* **WHAT NEEDS TO BE DONE**
Using the listing below, return every line that includes "PartialEq".
Start of Block
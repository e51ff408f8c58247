//! Database models for Bibliotek
//!
//! This module contains all database entity models: the catalog side
//! (publishers, books, copies) and the membership side (users, librarians,
//! borrowings).
//!
//! # SQLite Adaptations
//! - Dates stored as TEXT in ISO 8601 format (`YYYY-MM-DD`)
//! - Row timestamps stored as TEXT (`CURRENT_TIMESTAMP`)
//! - Copy status and librarian position stored as TEXT from a closed set,
//!   enforced by CHECK constraints and mirrored by Rust enums

use chrono::{DateTime, NaiveDate, Utc};
use serde::{Deserialize, Serialize};
use sqlx::FromRow;
use std::fmt;
use std::str::FromStr;

use crate::error::LibraryError;

// ============================================================================
// ENUMS
// ============================================================================

/// Lending status of a physical copy
///
/// Drives the lifecycle state machine: `Available → Borrowed → Available`.
/// `Damaged` and `Lost` are terminal until a librarian edits the copy.
#[derive(
    Debug, Clone, Copy, PartialEq, Eq, Serialize, Deserialize, sqlx::Type, Default,
)]
#[sqlx(rename_all = "PascalCase")]
pub enum CopyStatus {
    #[default]
    Available,
    Borrowed,
    Damaged,
    Lost,
}

impl CopyStatus {
    pub fn as_str(&self) -> &'static str {
        match self {
            CopyStatus::Available => "Available",
            CopyStatus::Borrowed => "Borrowed",
            CopyStatus::Damaged => "Damaged",
            CopyStatus::Lost => "Lost",
        }
    }

    /// Whether a new borrowing may be created against this copy
    pub fn is_lendable(&self) -> bool {
        matches!(self, CopyStatus::Available)
    }
}

impl fmt::Display for CopyStatus {
    fn fmt(&self, f: &mut fmt::Formatter<'_>) -> fmt::Result {
        f.write_str(self.as_str())
    }
}

impl FromStr for CopyStatus {
    type Err = LibraryError;

    fn from_str(s: &str) -> Result<Self, Self::Err> {
        match s {
            "Available" => Ok(CopyStatus::Available),
            "Borrowed" => Ok(CopyStatus::Borrowed),
            "Damaged" => Ok(CopyStatus::Damaged),
            "Lost" => Ok(CopyStatus::Lost),
            other => Err(LibraryError::invalid_input(format!(
                "Unknown copy status: {}",
                other
            ))),
        }
    }
}

/// Staff position of a librarian
#[derive(Debug, Clone, Copy, PartialEq, Eq, Serialize, Deserialize, sqlx::Type)]
#[sqlx(rename_all = "PascalCase")]
pub enum LibrarianPosition {
    Assistant,
    Librarian,
    HeadLibrarian,
}

impl LibrarianPosition {
    pub fn as_str(&self) -> &'static str {
        match self {
            LibrarianPosition::Assistant => "Assistant",
            LibrarianPosition::Librarian => "Librarian",
            LibrarianPosition::HeadLibrarian => "HeadLibrarian",
        }
    }
}

impl fmt::Display for LibrarianPosition {
    fn fmt(&self, f: &mut fmt::Formatter<'_>) -> fmt::Result {
        f.write_str(self.as_str())
    }
}

impl FromStr for LibrarianPosition {
    type Err = LibraryError;

    fn from_str(s: &str) -> Result<Self, Self::Err> {
        match s {
            "Assistant" => Ok(LibrarianPosition::Assistant),
            "Librarian" => Ok(LibrarianPosition::Librarian),
            "HeadLibrarian" => Ok(LibrarianPosition::HeadLibrarian),
            other => Err(LibraryError::invalid_input(format!(
                "Unknown librarian position: {}",
                other
            ))),
        }
    }
}

// ============================================================================
// MAIN ENTITIES
// ============================================================================

/// Library member
///
/// Owns zero-or-one librarian profile and zero-or-many borrowings.
#[derive(Debug, Clone, FromRow, Serialize, Deserialize)]
pub struct User {
    /// Primary key (auto-increment)
    pub user_id: i64,
    pub name: String,
    /// Unique across all users; used as the login identifier
    pub email: String,
    pub phone: String,
    pub address: String,
    pub created_at: DateTime<Utc>,
    pub updated_at: DateTime<Utc>,
}

/// Publishing house that books in the catalog reference
#[derive(Debug, Clone, FromRow, Serialize, Deserialize)]
pub struct Publisher {
    pub publisher_id: i64,
    pub name: String,
    pub address: String,
    pub phone: String,
    pub created_at: DateTime<Utc>,
    pub updated_at: DateTime<Utc>,
}

/// Catalog record for a title
///
/// The book itself is never lent out; lending happens per [`Copy`].
#[derive(Debug, Clone, FromRow, Serialize, Deserialize)]
pub struct Book {
    pub book_id: i64,
    pub title: String,
    pub author: String,
    pub publisher_id: i64,
    pub publication_year: i32,
    pub isbn: String,
    pub created_at: DateTime<Utc>,
    pub updated_at: DateTime<Utc>,
}

/// Physical, lendable instance of a [`Book`]
#[derive(Debug, Clone, FromRow, Serialize, Deserialize)]
pub struct Copy {
    pub copy_id: i64,
    pub book_id: i64,
    pub copy_number: i32,
    pub status: CopyStatus,
    pub created_at: DateTime<Utc>,
    pub updated_at: DateTime<Utc>,
}

/// Loan record linking a [`User`] and a [`Copy`]
///
/// `return_date == None` means the copy is still out (an open borrowing).
#[derive(Debug, Clone, FromRow, Serialize, Deserialize)]
pub struct Borrowing {
    pub borrowing_id: i64,
    pub user_id: i64,
    pub copy_id: i64,
    pub borrow_date: NaiveDate,
    #[sqlx(default)]
    pub return_date: Option<NaiveDate>,
    pub created_at: DateTime<Utc>,
    pub updated_at: DateTime<Utc>,
}

impl Borrowing {
    /// A borrowing is open while the copy has not been returned
    pub fn is_open(&self) -> bool {
        self.return_date.is_none()
    }
}

/// Staff profile attached one-to-one to a [`User`]
#[derive(Debug, Clone, FromRow, Serialize, Deserialize)]
pub struct Librarian {
    pub librarian_id: i64,
    pub user_id: i64,
    pub employment_date: NaiveDate,
    pub position: LibrarianPosition,
    pub created_at: DateTime<Utc>,
    pub updated_at: DateTime<Utc>,
}

// ============================================================================
// NEW RECORD STRUCTS (for inserts)
// ============================================================================

/// New user record for insertion
#[derive(Debug, Clone, Serialize, Deserialize)]
pub struct NewUser {
    pub name: String,
    pub email: String,
    pub phone: String,
    pub address: String,
}

impl NewUser {
    pub fn new(name: &str, email: &str, phone: &str, address: &str) -> Self {
        Self {
            name: name.to_string(),
            email: email.to_string(),
            phone: phone.to_string(),
            address: address.to_string(),
        }
    }
}

/// New publisher record for insertion
#[derive(Debug, Clone, Serialize, Deserialize)]
pub struct NewPublisher {
    pub name: String,
    pub address: String,
    pub phone: String,
}

impl NewPublisher {
    pub fn new(name: &str, address: &str, phone: &str) -> Self {
        Self {
            name: name.to_string(),
            address: address.to_string(),
            phone: phone.to_string(),
        }
    }
}

/// New book record for insertion
#[derive(Debug, Clone, Serialize, Deserialize)]
pub struct NewBook {
    pub title: String,
    pub author: String,
    pub publisher_id: i64,
    pub publication_year: i32,
    pub isbn: String,
}

impl NewBook {
    pub fn new(title: &str, author: &str, publisher_id: i64, publication_year: i32, isbn: &str) -> Self {
        Self {
            title: title.to_string(),
            author: author.to_string(),
            publisher_id,
            publication_year,
            isbn: isbn.to_string(),
        }
    }
}

/// New copy record for insertion
#[derive(Debug, Clone, Serialize, Deserialize)]
pub struct NewCopy {
    pub book_id: i64,
    pub copy_number: i32,
    pub status: CopyStatus,
}

impl NewCopy {
    /// New copy in the default `Available` status
    pub fn new(book_id: i64, copy_number: i32) -> Self {
        Self {
            book_id,
            copy_number,
            status: CopyStatus::Available,
        }
    }

    pub fn with_status(book_id: i64, copy_number: i32, status: CopyStatus) -> Self {
        Self {
            book_id,
            copy_number,
            status,
        }
    }
}

/// New borrowing record for insertion
#[derive(Debug, Clone, Serialize, Deserialize)]
pub struct NewBorrowing {
    pub user_id: i64,
    pub copy_id: i64,
    pub borrow_date: NaiveDate,
    pub return_date: Option<NaiveDate>,
}

/// New librarian record for insertion
#[derive(Debug, Clone, Serialize, Deserialize)]
pub struct NewLibrarian {
    pub user_id: i64,
    pub employment_date: NaiveDate,
    pub position: LibrarianPosition,
}

// ============================================================================
// VIEW ROWS (joins used by the user-facing listings)
// ============================================================================

/// One row of the "borrowed books" view for a user: the borrowing joined
/// with its copy and catalog record
#[derive(Debug, Clone, FromRow, Serialize, Deserialize)]
pub struct BorrowedBookRow {
    pub borrowing_id: i64,
    pub copy_id: i64,
    pub title: String,
    pub author: String,
    pub isbn: String,
    pub borrow_date: NaiveDate,
    #[sqlx(default)]
    pub return_date: Option<NaiveDate>,
}

#[cfg(test)]
mod tests {
    use super::*;

    #[test]
    fn test_copy_status_round_trip() {
        for status in [
            CopyStatus::Available,
            CopyStatus::Borrowed,
            CopyStatus::Damaged,
            CopyStatus::Lost,
        ] {
            let parsed: CopyStatus = status.as_str().parse().expect("parse failed");
            assert_eq!(parsed, status);
        }
    }

    #[test]
    fn test_copy_status_rejects_free_text() {
        assert!("On Loan".parse::<CopyStatus>().is_err());
        assert!("available".parse::<CopyStatus>().is_err());
    }

    #[test]
    fn test_only_available_is_lendable() {
        assert!(CopyStatus::Available.is_lendable());
        assert!(!CopyStatus::Borrowed.is_lendable());
        assert!(!CopyStatus::Damaged.is_lendable());
        assert!(!CopyStatus::Lost.is_lendable());
    }

    #[test]
    fn test_librarian_position_parse() {
        let pos: LibrarianPosition = "HeadLibrarian".parse().expect("parse failed");
        assert_eq!(pos, LibrarianPosition::HeadLibrarian);
        assert!("Janitor".parse::<LibrarianPosition>().is_err());
    }

    #[test]
    fn test_borrowing_openness() {
        let open = Borrowing {
            borrowing_id: 1,
            user_id: 1,
            copy_id: 1,
            borrow_date: NaiveDate::from_ymd_opt(2025, 1, 10).unwrap(),
            return_date: None,
            created_at: Utc::now(),
            updated_at: Utc::now(),
        };
        assert!(open.is_open());

        let closed = Borrowing {
            return_date: NaiveDate::from_ymd_opt(2025, 1, 24),
            ..open.clone()
        };
        assert!(!closed.is_open());
    }
}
End of Block
* **RESPONSE AREA**
    Debug, Clone, Copy, PartialEq, Eq, Serialize, Deserialize, sqlx::Type, Default,
#[derive(Debug, Clone, Copy, PartialEq, Eq, Serialize, Deserialize, sqlx::Type)]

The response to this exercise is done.